2 ... In-vehicle camera 8 ... Housing 9 ... Half mirror 10 ... Display 16 ... Shooting optical system 17 ... Imaging element 18 ... Processing circuit 18a ... Image cut-out circuit 18c ... Image cut-out location changing unit REC ... Rectangular area

Claims (3)

A housing having a half mirror capable of visually recognizing the rear of the vehicle, an in-vehicle camera fixed to the vehicle, and a display that is incorporated in the housing and is capable of visually recognizing a subject image captured by the in-vehicle camera through the half mirror. Prepared,
The in-vehicle camera includes at least a photographic optical system for photographing a subject, and an image sensor on which the subject image is formed by the photographic optical system,
A processing circuit that processes the subject image between the imaging element and the display; and a digital / analog conversion circuit that converts the subject image processed by the processing circuit into a video signal and outputs the video signal to the display. Provided,
The processing circuit includes
An image cut-out circuit that cuts out an image of a rectangular area narrower than the subject image;
According to the direction of the half mirror, the image with respect to the subject image is displayed on the display so that an image in a rectangular region corresponding to an image that appears directly to the driver by the half mirror is displayed on the display. An image cutout location changing section for changing the cutout location of the rectangular area;
An image decompression circuit is provided between the image cropping circuit and the digital / analog conversion circuit, and decompresses the clipped image cut out by the image cropping circuit to create a decompressed image with a predetermined aspect ratio in length and width.

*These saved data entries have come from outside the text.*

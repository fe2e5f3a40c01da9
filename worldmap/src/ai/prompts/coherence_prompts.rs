use super::tables::node_table;
use crate::ai::convo::AiPrompt;
use crate::models::coherence::{
    DistinctName, HierarchyChoice, HierarchyFix, OrphanAssignments, OrphanDestination,
};
use crate::models::map::MapNode;
use itertools::Itertools;
use strum::VariantNames;

const HIERARCHY_PROMPT: &'static str = r#"
<s>[INST]
On the world map of a text-based adventure game, the place `{CHILD_NAME}` ({CHILD_DESCRIPTION}) is a `feature` inside `{PARENT_NAME}` ({PARENT_DESCRIPTION}), which is also a `feature`. A feature cannot contain another feature.

Choose one way to fix this:
 - `promote_parent`: `{PARENT_NAME}` becomes a larger place (a building or room) that can contain features.
 - `make_sibling`: `{CHILD_NAME}` is moved out, next to `{PARENT_NAME}` instead of inside it.

Respond in JSON with a single field `fix`, which must be one of: {CHOICES}
[/INST]
"#;

const ORPHAN_PROMPT: &'static str = r#"
<s>[INST]
On the world map of a text-based adventure game, the place `{ORIGINAL_NAME}` ({ORIGINAL_DESCRIPTION}) has been split, and part of it is now the new place `{NEW_NAME}`.

The places below used to be inside `{ORIGINAL_NAME}`:
{CHILDREN}

For each place, decide whether it stays inside `{ORIGINAL_NAME}` (`original`) or now belongs inside `{NEW_NAME}` (`new`).
Respond in JSON with a list `assignments`. Each assignment has `childId` (the id from the table) and `destination`, which must be one of: {CHOICES}
[/INST]
"#;

const DISTINCT_NAME_PROMPT: &'static str = r#"
<s>[INST]
On the world map of a text-based adventure game, two new places were both named `{NAME}`. Give a different, short, distinctive name to this one:

{DESCRIPTION}

The name must not be any of: {TAKEN}
Respond in JSON with a single field `name`.
[/INST]
"#;

const RESOLUTION_TOKENS: u64 = 64;
const CLASSIFICATION_TOKENS: u64 = 400;

fn describe(node: &MapNode) -> &str {
    match node.description.trim().is_empty() {
        true => "no description",
        false => node.description.trim(),
    }
}

pub fn hierarchy_prompt(child: &MapNode, parent: &MapNode) -> AiPrompt {
    let prompt = HIERARCHY_PROMPT
        .replace("{CHILD_NAME}", &child.name)
        .replacen("{CHILD_DESCRIPTION}", describe(child), 1)
        .replace("{PARENT_NAME}", &parent.name)
        .replacen("{PARENT_DESCRIPTION}", describe(parent), 1)
        .replacen("{CHOICES}", &HierarchyFix::VARIANTS.join(", "), 1);

    AiPrompt::predictable_with_grammar(&prompt, HierarchyChoice::to_grammar()).with_size(RESOLUTION_TOKENS)
}

pub fn orphan_prompt(original: &MapNode, new_name: &str, children: &[&MapNode]) -> AiPrompt {
    let prompt = ORPHAN_PROMPT
        .replace("{ORIGINAL_NAME}", &original.name)
        .replacen("{ORIGINAL_DESCRIPTION}", describe(original), 1)
        .replace("{NEW_NAME}", new_name)
        .replacen("{CHILDREN}", &node_table(children.iter().copied()).to_string(), 1)
        .replacen("{CHOICES}", &OrphanDestination::VARIANTS.join(", "), 1);

    AiPrompt::predictable_with_grammar(&prompt, OrphanAssignments::to_grammar())
        .with_size(CLASSIFICATION_TOKENS)
}

pub fn distinct_name_prompt(name: &str, description: &str, taken: &[String]) -> AiPrompt {
    let taken = taken.iter().map(|t| format!("`{}`", t)).join(", ");
    let prompt = DISTINCT_NAME_PROMPT
        .replace("{NAME}", name)
        .replacen("{DESCRIPTION}", description, 1)
        .replacen("{TAKEN}", &taken, 1);

    AiPrompt::new_with_grammar(&prompt, DistinctName::to_grammar()).with_size(RESOLUTION_TOKENS)
}
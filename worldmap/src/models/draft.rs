use serde_json::{Map, Value};
use strum::{AsRefStr, Display, EnumIter};

/// The six operation lists of a delta, in the order they are
/// validated and applied.
#[derive(Debug, Clone, Copy, PartialEq, Eq, Hash, AsRefStr, Display, EnumIter)]
pub enum OpList {
    #[strum(serialize = "nodesToAdd")]
    NodesToAdd,
    #[strum(serialize = "nodesToUpdate")]
    NodesToUpdate,
    #[strum(serialize = "nodesToRemove")]
    NodesToRemove,
    #[strum(serialize = "edgesToAdd")]
    EdgesToAdd,
    #[strum(serialize = "edgesToUpdate")]
    EdgesToUpdate,
    #[strum(serialize = "edgesToRemove")]
    EdgesToRemove,
}

impl OpList {
    pub fn is_node_list(&self) -> bool {
        matches!(
            self,
            OpList::NodesToAdd | OpList::NodesToUpdate | OpList::NodesToRemove
        )
    }
}

/// A single proposed operation exactly as the backend sent it, with
/// keys already mapped onto canonical field names. Values are not
/// checked until validation.
#[derive(Debug, Clone, Default, PartialEq)]
pub struct DraftOp {
    pub fields: Map<String, Value>,
}

impl DraftOp {
    pub fn new(fields: Map<String, Value>) -> DraftOp {
        DraftOp { fields }
    }

    pub fn get(&self, key: &str) -> Option<&Value> {
        self.fields.get(key).filter(|v| !v.is_null())
    }

    /// The value as a trimmed string, if it is a non-empty string.
    pub fn get_str(&self, key: &str) -> Option<&str> {
        self.get(key)
            .and_then(|v| v.as_str())
            .map(str::trim)
            .filter(|s| !s.is_empty())
    }

    pub fn set_str(&mut self, key: &str, value: &str) {
        self.fields
            .insert(key.to_string(), Value::String(value.to_string()));
    }
}

/// Backend output after parsing but before normalization and
/// validation. Created fresh every attempt.
#[derive(Debug, Clone, Default, PartialEq)]
pub struct DraftDelta {
    pub nodes_to_add: Vec<DraftOp>,
    pub nodes_to_update: Vec<DraftOp>,
    pub nodes_to_remove: Vec<DraftOp>,
    pub edges_to_add: Vec<DraftOp>,
    pub edges_to_update: Vec<DraftOp>,
    pub edges_to_remove: Vec<DraftOp>,
    pub observations: Option<String>,
    pub rationale: Option<String>,
    pub suggested_current_location: Option<String>,
}

impl DraftDelta {
    pub fn list(&self, list: OpList) -> &Vec<DraftOp> {
        match list {
            OpList::NodesToAdd => &self.nodes_to_add,
            OpList::NodesToUpdate => &self.nodes_to_update,
            OpList::NodesToRemove => &self.nodes_to_remove,
            OpList::EdgesToAdd => &self.edges_to_add,
            OpList::EdgesToUpdate => &self.edges_to_update,
            OpList::EdgesToRemove => &self.edges_to_remove,
        }
    }

    pub fn list_mut(&mut self, list: OpList) -> &mut Vec<DraftOp> {
        match list {
            OpList::NodesToAdd => &mut self.nodes_to_add,
            OpList::NodesToUpdate => &mut self.nodes_to_update,
            OpList::NodesToRemove => &mut self.nodes_to_remove,
            OpList::EdgesToAdd => &mut self.edges_to_add,
            OpList::EdgesToUpdate => &mut self.edges_to_update,
            OpList::EdgesToRemove => &mut self.edges_to_remove,
        }
    }

    pub fn op_count(&self) -> usize {
        self.nodes_to_add.len()
            + self.nodes_to_update.len()
            + self.nodes_to_remove.len()
            + self.edges_to_add.len()
            + self.edges_to_update.len()
            + self.edges_to_remove.len()
    }

    /// Fold a later fragment into this one: operation lists are
    /// concatenated, while the free-text fields keep the first
    /// non-empty value seen.
    pub fn merge(&mut self, mut other: DraftDelta) {
        self.nodes_to_add.append(&mut other.nodes_to_add);
        self.nodes_to_update.append(&mut other.nodes_to_update);
        self.nodes_to_remove.append(&mut other.nodes_to_remove);
        self.edges_to_add.append(&mut other.edges_to_add);
        self.edges_to_update.append(&mut other.edges_to_update);
        self.edges_to_remove.append(&mut other.edges_to_remove);

        keep_first(&mut self.observations, other.observations);
        keep_first(&mut self.rationale, other.rationale);
        keep_first(
            &mut self.suggested_current_location,
            other.suggested_current_location,
        );
    }
}

fn keep_first(current: &mut Option<String>, candidate: Option<String>) {
    let is_empty = current.as_deref().map(|s| s.trim().is_empty()).unwrap_or(true);
    let candidate = candidate.filter(|s| !s.trim().is_empty());

    if is_empty && candidate.is_some() {
        *current = candidate;
    }
}
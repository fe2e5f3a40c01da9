use super::Key;
use gbnf_derive::Gbnf;
use itertools::Itertools;
use serde::Serialize;
use std::fmt::Display;
use strum::{AsRefStr, Display as StrumDisplay, EnumString, EnumVariantNames};
use thiserror::Error;

/// Which half of validation a diagnostic came from.
#[derive(Serialize, Debug, Clone, Copy, PartialEq, Eq)]
#[serde(rename_all = "snake_case")]
pub enum FailureKind {
    /// Missing or mistyped required field.
    Structural,
    /// Category or status not in the canonical set, even after
    /// synonym normalization.
    Value,
}

/// One (location, offending value, reason) record from a validation
/// pass.
#[derive(Error, Serialize, Debug, Clone, PartialEq)]
#[error("{location}: {reason}{}", .value.as_deref().map(|v| format!(" (got `{}`)", v)).unwrap_or_default())]
pub struct ValidationError {
    pub kind: FailureKind,
    pub location: String,
    pub value: Option<String>,
    pub reason: String,
}

impl ValidationError {
    pub fn structural(location: impl Display, reason: impl Into<String>) -> ValidationError {
        ValidationError {
            kind: FailureKind::Structural,
            location: location.to_string(),
            value: None,
            reason: reason.into(),
        }
    }

    pub fn mistyped(location: impl Display, value: &serde_json::Value) -> ValidationError {
        ValidationError {
            kind: FailureKind::Structural,
            location: location.to_string(),
            value: Some(value.to_string()),
            reason: "expected a string".to_string(),
        }
    }

    pub fn value(location: impl Display, value: &str, allowed: &[&str]) -> ValidationError {
        ValidationError {
            kind: FailureKind::Value,
            location: location.to_string(),
            value: Some(value.to_string()),
            reason: format!("must be one of: {}", allowed.join(", ")),
        }
    }
}

#[derive(Error, Serialize, Debug, Clone, PartialEq)]
pub enum ParseFailure {
    #[error("no JSON object or array found in the response")]
    NoStructure,

    #[error("response JSON could not be read: {0}")]
    Malformed(String),
}

/// Why one attempt's response was not accepted. Passed by value from
/// attempt N to the prompt of attempt N+1.
#[derive(Error, Serialize, Debug, Clone, PartialEq)]
pub enum Rejection {
    #[error("parse failure: {0}")]
    Parse(ParseFailure),

    #[error("{} validation error(s)", .0.len())]
    Invalid(Vec<ValidationError>),
}

impl Rejection {
    /// Bullet list suitable for a correction prompt.
    pub fn summary(&self) -> String {
        match self {
            Rejection::Parse(failure) => format!(" - {}", failure),
            Rejection::Invalid(errors) => errors.iter().map(|e| format!(" - {}", e)).join("\n"),
        }
    }

    pub fn errors(&self) -> &[ValidationError] {
        match self {
            Rejection::Invalid(errors) => errors,
            _ => &[],
        }
    }
}

/// Graph-level invariant breaks found in an otherwise well-formed
/// delta.
#[derive(Debug, Clone, PartialEq)]
pub enum CoherenceFailure {
    /// A feature node would end up parented by another feature node.
    FeatureParentsFeature { child: Key, parent: Key },

    /// Two adds in the same delta share a display name. Indexes are
    /// into nodes_to_add; the first occurrence keeps its name.
    DuplicateName { name: String, duplicates: Vec<usize> },

    /// A node is being split; its existing children must be assigned
    /// to the original or the new node.
    OrphanedChildren {
        original: Key,
        new_name: String,
        children: Vec<Key>,
    },
}

/// The two ways out of a feature-inside-feature violation.
#[derive(
    Serialize, Debug, Clone, Copy, PartialEq, Eq, EnumString, EnumVariantNames, AsRefStr, StrumDisplay,
)]
#[strum(serialize_all = "snake_case")]
#[serde(rename_all = "snake_case")]
pub enum HierarchyFix {
    /// Turn the parent into a container category.
    PromoteParent,
    /// Move the child up to be a sibling of its parent.
    MakeSibling,
}

#[derive(
    Serialize, Debug, Clone, Copy, PartialEq, Eq, EnumString, EnumVariantNames, AsRefStr, StrumDisplay,
)]
#[strum(serialize_all = "snake_case")]
#[serde(rename_all = "snake_case")]
pub enum OrphanDestination {
    Original,
    New,
}

// Answer shapes for the narrow resolution questions put to the
// secondary backend. Only their grammars are used; answers are read
// loosely by the generator.

/// Grammar for the promote-or-sibling question.
#[derive(Gbnf, Debug)]
pub struct HierarchyChoice {
    #[gbnf(one_of("promote_parent", "make_sibling"))]
    pub fix: String,
}

#[derive(Gbnf, Debug)]
#[gbnf(rename_all = "camelCase")]
pub struct OrphanAssignment {
    pub child_id: String,
    #[gbnf(one_of("original", "new"))]
    pub destination: String,
}

/// Grammar for sorting a split node's children.
#[derive(Gbnf, Debug)]
pub struct OrphanAssignments {
    pub assignments: Vec<OrphanAssignment>,
}

/// Grammar for the rename-a-duplicate question.
#[derive(Gbnf, Debug)]
pub struct DistinctName {
    pub name: String,
}

#[cfg(test)]
mod tests {
    use super::*;
    use strum::VariantNames;

    #[test]
    fn answer_grammars_offer_exactly_the_choices() {
        let hierarchy = HierarchyChoice::to_grammar();
        for fix in HierarchyFix::VARIANTS {
            assert!(hierarchy.contains(&format!("\"\\\"{}\\\"\"", fix)), "{}", hierarchy);
        }

        let orphans = OrphanAssignments::to_grammar();
        for destination in OrphanDestination::VARIANTS {
            assert!(orphans.contains(&format!("\"\\\"{}\\\"\"", destination)), "{}", orphans);
        }
        assert!(orphans.contains("childId"), "{}", orphans);
        assert!(DistinctName::to_grammar().contains("name"));
    }

    #[test]
    fn summary_names_location_value_and_reason() {
        let rejection = Rejection::Invalid(vec![
            ValidationError::value("nodesToAdd[0].category", "castle-ish", &["region", "room"]),
            ValidationError::structural("edgesToAdd[1].source", "missing required field"),
        ]);

        let summary = rejection.summary();
        assert_eq!(
            summary,
            " - nodesToAdd[0].category: must be one of: region, room (got `castle-ish`)\n \
             - edgesToAdd[1].source: missing required field"
        );
    }
}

The digital / analog conversion circuit converts the decompressed image from the image decompression circuit into a video signal and outputs the video signal to the display.   The vehicular image display device according to claim 1, wherein the processing circuit is provided in the in-vehicle camera. The image cutout portion changing unit is connected to the attitude detection sensor for detecting a posture of the housing, according to claim 1 or claim 2, characterized in that the attitude detection sensor is provided on the inner mirror for vehicles Vehicle image display device.